Posted September 22, 2003 | Archived News | 1999-2004

Archstone Foundation, a grantmaking foundation committed to preparing society for the growing needs of an aging population, announced the approval of nine grants, totaling $460,817. Grants were approved during the Board's quarterly meeting in September.
"California has the largest older adult population in the United States, with over 3.5 million aged 65 and over. Among older adults, persons over the age of 85 are the fastest growing segment of the California population," said Joseph F. Prevratil, president and CEO, Archstone Foundation. "Through the work of our grantees, Archstone helps protect and support vulnerable older adults, promote healthy aging, educate and train professionals to meet the needs of the growing aging population, and support services that provide care for people at the end-of-life."
The new grants include:

  • Adult Day Services of Orange County, Huntington Beach, CA ($45,000): A one-year grant to provide educational workshops and classes for caregivers of Alzheimer's patients.
  • City of Claremont, Claremont, CA ($15,000): A one-year grant to support a balance and mobility program for seniors.
  • Conejo Valley Senior Concerns, Thousand Oaks, CA ($100,000): A one-year grant to support a financial abuse specialist team in Ventura County.
  • Jewish Family & Children's Service, Long Beach, CA ($5,358): A one-year grant to support a Geriatric Social Work Education workshop presentation at the 2004 Joint Conference of the American Society on Aging and the National Council on Aging.
  • Latino Health Access, Santa Ana, CA ($100,000): A one-year grant to support community outreach and supportive services to isolated, disenfranchised and low-income Spanish-speaking older adults.
  • Long Term Care Services of Ventura County, Ventura, CA ($15,000): A one-year grant to support ombudsman services to Hispanic elders in Ventura County.
  • STOP-GAP, Santa Ana, CA ($15,000): A one-year grant to support therapeutic drama workshops to seniors at the Irvine Adult Day Health Services Center in Orange County.
  • The Elizabeth Hospice Foundation, Escondido, CA ($115,044): A one-year grant to support complimentary therapies training of hospice volunteers.
  • University of California, Los Angeles, Borun Center for Gerontological Research, Reseda, CA ($50,415): A two-year grant to develop protocols for nursing home staff to improve and enhance treatment and care.

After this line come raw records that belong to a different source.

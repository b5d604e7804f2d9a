//! Sanity suites linked into every test runner.

use micro_tests::{ensure, ensure_eq, ensure_ne, micro_test, TestResult};

#[micro_test(base_tests)]
fn simple_assertion() -> TestResult {
    ensure!(true);
    Ok(())
}

#[micro_test(base_tests)]
fn simple_assert_eq() -> TestResult {
    ensure_eq!(1, 1);
    Ok(())
}

#[micro_test(base_tests2)]
fn simple_assert_not_eq() -> TestResult {
    ensure_ne!(1, 2);
    Ok(())
}
use core::fmt;

use hermit_sync::SpinMutex;
use test_harness::IOutput;

#[derive(Debug, Clone, Copy, PartialEq, Eq)]
pub enum Stream {
    Stdout,
    Stderr,
}

/// An [`IOutput`] that keeps every line in memory, in the order it was written.
#[derive(Default)]
pub struct CaptureOutput {
    lines: SpinMutex<Vec<(Stream, String)>>,
}

impl CaptureOutput {
    pub fn new() -> Self {
        Self::default()
    }

    pub fn lines(&self) -> Vec<(Stream, String)> {
        self.lines.lock().clone()
    }

    pub fn stdout_lines(&self) -> Vec<String> {
        self.stream(Stream::Stdout)
    }

    pub fn stderr_lines(&self) -> Vec<String> {
        self.stream(Stream::Stderr)
    }

    /// Whether `line` was written, exactly, to `stream`.
    pub fn contains(&self, stream: Stream, line: &str) -> bool {
        self.lines
            .lock()
            .iter()
            .any(|(s, l)| *s == stream && l == line)
    }

    /// How many lines containing `needle` were written to `stream`.
    pub fn count_containing(&self, stream: Stream, needle: &str) -> usize {
        self.lines
            .lock()
            .iter()
            .filter(|(s, l)| *s == stream && l.contains(needle))
            .count()
    }

    pub fn clear(&self) {
        self.lines.lock().clear();
    }

    fn stream(&self, stream: Stream) -> Vec<String> {
        self.lines
            .lock()
            .iter()
            .filter(|(s, _)| *s == stream)
            .map(|(_, l)| l.clone())
            .collect()
    }

    fn push(&self, stream: Stream, line: fmt::Arguments<'_>) {
        let line = line.to_string();

        log::trace!("captured {:?}: {}", stream, line);

        self.lines.lock().push((stream, line));
    }
}

impl IOutput for CaptureOutput {
    fn stdout(&self, line: fmt::Arguments<'_>) {
        self.push(Stream::Stdout, line);
    }

    fn stderr(&self, line: fmt::Arguments<'_>) {
        self.push(Stream::Stderr, line);
    }
}
//! Text output of a run.
//!
//! Formatting lives in [`Reporter`]; where the lines end up is decided by an
//! [`IOutput`] sink, so runs can be captured in tests.

use core::fmt;

use test_catalog::{Catalog, TestDesc, TestResult};

use crate::RunConfig;

/// Destination of the lines a run produces.
///
/// Each call receives exactly one line (which may itself contain newlines) and
/// must write it as a unit. Workers share the sink, so it must be `Sync`.
pub trait IOutput: Sync {
    fn stdout(&self, line: fmt::Arguments<'_>);

    fn stderr(&self, line: fmt::Arguments<'_>);
}

/// Writes to the process' standard output and error streams.
#[derive(Debug, Default, Clone, Copy)]
pub struct StdOutput;

impl IOutput for StdOutput {
    fn stdout(&self, line: fmt::Arguments<'_>) {
        println!("{}", line);
    }

    fn stderr(&self, line: fmt::Arguments<'_>) {
        eprintln!("{}", line);
    }
}

pub struct Reporter<'o> {
    output: &'o dyn IOutput,
    quiet: bool,
    debug: bool,
}

impl<'o> Reporter<'o> {
    pub fn new(output: &'o dyn IOutput, config: &RunConfig) -> Self {
        Self {
            output,
            quiet: config.quiet,
            debug: config.debug,
        }
    }

    pub fn banner(&self) {
        self.output
            .stdout(format_args!("\nmicro-tests\n-----------\n\nRunning tests...\n"));
    }

    pub fn multithreaded_banner(&self, threads: usize) {
        self.output
            .stdout(format_args!("Running multithreaded with {} threads.\n", threads));
    }

    pub fn help(&self) {
        self.output.stdout(format_args!("{}", help_text()));
    }

    pub fn catalog_bounds(&self, catalog: &Catalog<'_>) {
        let (start, end) = catalog.bounds();

        self.output.stdout(format_args!(
            "debug: catalog start={:p}, end={:p}, slots={}",
            start,
            end,
            catalog.len()
        ));
    }

    /// Report a finished test. `worker` is set when the test ran on a scheduler worker.
    pub fn outcome(&self, desc: &TestDesc, result: &TestResult, worker: Option<usize>) {
        let prefix = WorkerPrefix(worker.filter(|_| self.debug));

        match result {
            Err(failure) => {
                log::debug!("{} failed: {}", desc.function_name, failure);

                self.output.stderr(format_args!(
                    "{}suite: {}, test: {} FAILED",
                    prefix, desc.suite, desc.name
                ));
            }
            Ok(()) if !self.quiet => self.output.stdout(format_args!(
                "{}suite: {}, test: {} OK",
                prefix, desc.suite, desc.name
            )),
            Ok(()) => {}
        }
    }

    pub fn listed(&self, desc: &TestDesc) {
        self.output
            .stdout(format_args!("suite: {}, test: {}", desc.suite, desc.name));
    }

    pub fn summary(&self, failures: u64) {
        if self.quiet {
            return;
        }

        self.output.stdout(format_args!(
            "\nTests done: {} {} failed\n",
            failures,
            if failures == 1 { "test" } else { "tests" }
        ));
    }

    pub fn worker_start_failed(&self, worker: usize, err: &std::io::Error) {
        self.output.stderr(format_args!(
            "run_multithreaded: failed to start worker {}: {}",
            worker, err
        ));
    }
}

struct WorkerPrefix(Option<usize>);

impl fmt::Display for WorkerPrefix {
    fn fmt(&self, f: &mut fmt::Formatter<'_>) -> fmt::Result {
        match self.0 {
            Some(worker) => write!(f, "(worker {}) ", worker),
            None => Ok(()),
        }
    }
}

pub fn help_text() -> String {
    let mut text = String::from(
        "micro-tests usage:\n\
         \n  --help,-h             show help message\
         \n  --list                list tests\
         \n  --suite <suite-name>  run a specific suite\
         \n  --test  <test-name>   run a specific test",
    );

    if cfg!(feature = "multithreaded") {
        text.push_str(
            "\n  --multithreaded       run tests on multiple threads\
             \n  --threads <n>         specify the number n of threads (use with --multithreaded)",
        );
    }

    text.push_str(
        "\n  --no-banner           do not print the banner\
         \n  --debug               additional debug prints\
         \n  --quiet               do not print OK results",
    );

    text
}

#[cfg(test)]
mod tests {
    use super::*;
    use crate::testing::Lines;
    use test_catalog::{Failure, SourcePosition};

    fn noop() -> TestResult {
        Ok(())
    }

    const DESC: TestDesc = TestDesc {
        suite: "base_tests",
        name: "simple_assertion",
        function_name: "base_suites::simple_assertion",
        source_file: file!(),
        position: SourcePosition { line: 1, column: 1 },
        func: noop,
    };

    #[test]
    fn test_outcome_lines() {
        let lines = Lines::default();
        let reporter = Reporter::new(&lines, &RunConfig::default());

        reporter.outcome(&DESC, &Ok(()), None);
        reporter.outcome(&DESC, &Err(Failure::new("boom")), None);

        assert_eq!(*lines.out.lock(), ["suite: base_tests, test: simple_assertion OK"]);
        assert_eq!(
            *lines.err.lock(),
            ["suite: base_tests, test: simple_assertion FAILED"]
        );
    }

    #[test]
    fn test_quiet_hides_successes_and_summary() {
        let lines = Lines::default();
        let config = RunConfig {
            quiet: true,
            ..Default::default()
        };
        let reporter = Reporter::new(&lines, &config);

        reporter.outcome(&DESC, &Ok(()), None);
        reporter.outcome(&DESC, &Err(Failure::new("boom")), None);
        reporter.summary(1);

        assert!(lines.out.lock().is_empty());
        assert_eq!(lines.err.lock().len(), 1);
    }

    #[test]
    fn test_summary_pluralization() {
        let lines = Lines::default();
        let reporter = Reporter::new(&lines, &RunConfig::default());

        reporter.summary(0);
        reporter.summary(1);
        reporter.summary(2);

        assert_eq!(
            *lines.out.lock(),
            [
                "\nTests done: 0 tests failed\n",
                "\nTests done: 1 test failed\n",
                "\nTests done: 2 tests failed\n",
            ]
        );
    }

    #[test]
    fn test_worker_prefix_only_in_debug() {
        let lines = Lines::default();

        Reporter::new(&lines, &RunConfig::default()).outcome(&DESC, &Ok(()), Some(3));

        let debug = RunConfig {
            debug: true,
            ..Default::default()
        };
        Reporter::new(&lines, &debug).outcome(&DESC, &Ok(()), Some(3));
        Reporter::new(&lines, &debug).outcome(&DESC, &Ok(()), None);

        assert_eq!(
            *lines.out.lock(),
            [
                "suite: base_tests, test: simple_assertion OK",
                "(worker 3) suite: base_tests, test: simple_assertion OK",
                "suite: base_tests, test: simple_assertion OK",
            ]
        );
    }

    #[test]
    fn test_help_lists_every_option() {
        let help = help_text();

        for option in [
            "--help,-h",
            "--list",
            "--suite <suite-name>",
            "--test  <test-name>",
            "--no-banner",
            "--debug",
            "--quiet",
        ] {
            assert!(help.contains(option), "missing {}", option);
        }

        assert_eq!(help.contains("--threads <n>"), cfg!(feature = "multithreaded"));
    }
}
pub mod counters;
pub mod fixtures;
pub mod output;

pub use counters::InvocationCounts;
pub use output::{CaptureOutput, Stream};

use test_catalog::Catalog;
use test_harness::Exit;

/// Run `args` (without the program name) against `catalog`, capturing every line.
pub fn run_captured(catalog: Catalog<'_>, args: &[&str]) -> (Exit, CaptureOutput) {
    let output = CaptureOutput::new();
    let argv = core::iter::once("micro-tests").chain(args.iter().copied());

    let exit = test_harness::run_with(argv, catalog, &output);

    (exit, output)
}

#[cfg(feature = "test_log")]
#[ctor::ctor]
unsafe fn init_test_logger() {
    let _ = env_logger::builder()
        .is_test(true)
        .filter_level(log::LevelFilter::Debug)
        .try_init();
}
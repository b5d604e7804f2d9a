use test_catalog::Catalog;

use crate::{execute, Reporter, RunConfig, RunSummary};

/// Run every selected test once, in catalog order, on the calling thread.
pub fn run_sequential(catalog: Catalog<'_>, config: &RunConfig, reporter: &Reporter<'_>) -> RunSummary {
    let filter = config.filter();
    let mut summary = RunSummary::default();

    for index in 0..catalog.len() {
        let Some(desc) = catalog.slot(index).filter(|desc| filter.matches(desc)) else {
            continue;
        };

        let result = execute(desc);

        reporter.outcome(desc, &result, None);
        summary.record(&result);
    }

    reporter.summary(summary.failures);

    summary
}
// see https://github.com/rust-lang/rust/issues/133491#issue-2694064193
include!(concat!(env!("OUT_DIR"), "/generated.rs"));

#[cfg(test)]
mod suites;

micro_tests::test_main!();
pub mod analyzer;
pub mod config;
pub mod gate;
pub mod models;
pub mod output;
pub mod store;

// Re-export commonly used types
pub use analyzer::SecurityLogAnalyzer;
pub use config::Config;
pub use gate::{CredentialGate, PasswordPolicy, RateLimiter};
pub use models::{AnalysisReport, AuthOutcome, OpOutcome, SecurityEvent, SecurityInfo, Severity};
pub use store::{StoreError, UserRecord, UserStore};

Archstone Foundation is a private grantmaking organization whose mission is to contribute toward the preparation of society in meeting the needs of an aging population. Under the leadership of Joseph F. Prevratil, J.D., president and CEO, the Archstone Foundation has awarded more than $40 million in grants since it was established in 1986. The Foundation's funding priorities include elder abuse prevention, falls prevention, end of life issues, and responsive grantmaking to address emerging issues within the aging population.